If the early polls were accurate, Bass was already lost for Labor’s Geoff Lyons, the sitting member, but recent gaffes by Lyons will probably make that certain. Lyons has been left with egg on his face…

Liberal candidate Andrew Nikolic looks likely to claim the Tasmanian seat of Bass from sitting Labor MP Geoff Lyons. AAP/Alan Porritt

If the early polls were accurate, Bass was already lost for Labor’s Geoff Lyons, the sitting member, but recent gaffes by Lyons will probably make that certain.

Lyons has been left with egg on his face after he thought it might enhance his election prospects if he questioned the military record of his Liberal opponent, Andrew Nikolic. Lyons suggested Nikolic had been a “bureaucrat” in Canberra for “the last 25 years”, and had “misled” the media about his military service.

Nikolic, a former army brigadier, was Australia’s first armed forces commander in southern Iraq in 2005 in a distinguished military career. He was made a Member of the Order of Australia in 2010. Lyons apologised via the media, and Nikolic has been keen to report his opponent has failed to attend a number of debating forums in Bass since this error of judgement.

To add salt to an already gaping wound, the ABC reported that Lyons was forced to change his website after incorrectly claiming he held the Emergency Services Medal. He actually held the National Medal for his services as a surf lifesaver as well the Australian Government Sports Medal.

On his first campaign trip to Bass, opposition leader Tony Abbott declared that Bass was “vital” to a Coalition victory. He may not need to return to shore up Nikolic’s victory.

Prime minister Kevin Rudd might not see any value in pulling against gravity in Bass. The north and northeastern Tasmanian electorate of Bass, centred on the city of Launceston and stretching from the Tamar estuary to the northeast coast, still craves the sort of national attention and acclaim it once had as the famous by-election result that heralded the end of Gough Whitlam’s government in 1975.

Bass didn’t return a Labor member until 1993 when the swing in Tasmania – still on daylight saving time and an hour ahead of mainland counting – suggested an improbable win for Paul Keating’s Labor government.

Since 1993, only Labor’s Michelle O’Byrne has held the seat in successive elections (1998 and 2001). Liberal Michael Ferguson won the seat in 2004, Labor’s Jodie Campbell took it back in 2007 and Labor’s Geoff Lyons won in 2010.

If Nikolic wins in Bass – and no published polling suggests otherwise – it will be some accomplishment on the back of an appalling Tasmanian electoral performance by the Liberals at the 2010 election. Across Tasmania, the Liberal vote fell by 4.6% against a national swing against Labor of 5.4%.

Lyons is recontesting the seat on the back of a 5.7% swing to Labor in 2010 on a two-party-preferred vote basis. However, that comfortable margin doesn’t appear sufficient enough for Labor to retain the seat.

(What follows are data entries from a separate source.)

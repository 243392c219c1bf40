use clap::ValueEnum;
use tracing::level_filters::LevelFilter;

#[derive(Copy, Clone, Debug, ValueEnum)]
pub enum LogFormat {
    Text,
    Json,
}

#[derive(Copy, Clone, Debug, PartialEq, Eq, PartialOrd, Ord, ValueEnum)]
pub enum LogLevel {
    Error,
    Warn,
    Info,
    Debug,
    Trace,
}

impl LogLevel {
    pub fn as_filter(self) -> LevelFilter {
        match self {
            LogLevel::Error => LevelFilter::ERROR,
            LogLevel::Warn => LevelFilter::WARN,
            LogLevel::Info => LevelFilter::INFO,
            LogLevel::Debug => LevelFilter::DEBUG,
            LogLevel::Trace => LevelFilter::TRACE,
        }
    }
}

/// Install the stderr subscriber. Thread names are kept so dispatch-worker
/// records can be told apart from the accept loop.
pub fn init_logging(format: LogFormat, level: LogLevel) {
    let builder = tracing_subscriber::fmt()
        .with_writer(std::io::stderr)
        .with_max_level(level.as_filter())
        .with_ansi(false)
        .with_thread_names(true)
        .with_target(level >= LogLevel::Debug);

    match format {
        LogFormat::Text => {
            let _ = builder.try_init();
        }
        LogFormat::Json => {
            let _ = builder.json().try_init();
        }
    }
}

ReachTEL has conducted two polls in Bass for The Examiner newspaper this year: one in January and one in late July. The January poll suggested a 60-40 two-party-preferred win to the Liberals and the July poll reiterated that result with a 55-45 result.

Lyons and Nikolic will face off against five other hopefuls in Bass. Candidates from the Australian Christians, the Palmer United Party, Family First, the Greens and the Secular Party of Australia will contest the seat.

Bass is an electorate that has endured much of the Tasmanian socioeconomic uncertainty driven by a range of structural changes in key, traditional economy sectors such as forestry and manufacturing. The city of Launceston accounts for much of the economic activity in Bass, and recorded a loss of 432 jobs between the 2006 and 2011 Census periods. Much of this was attributable to job losses in forestry and manufacturing.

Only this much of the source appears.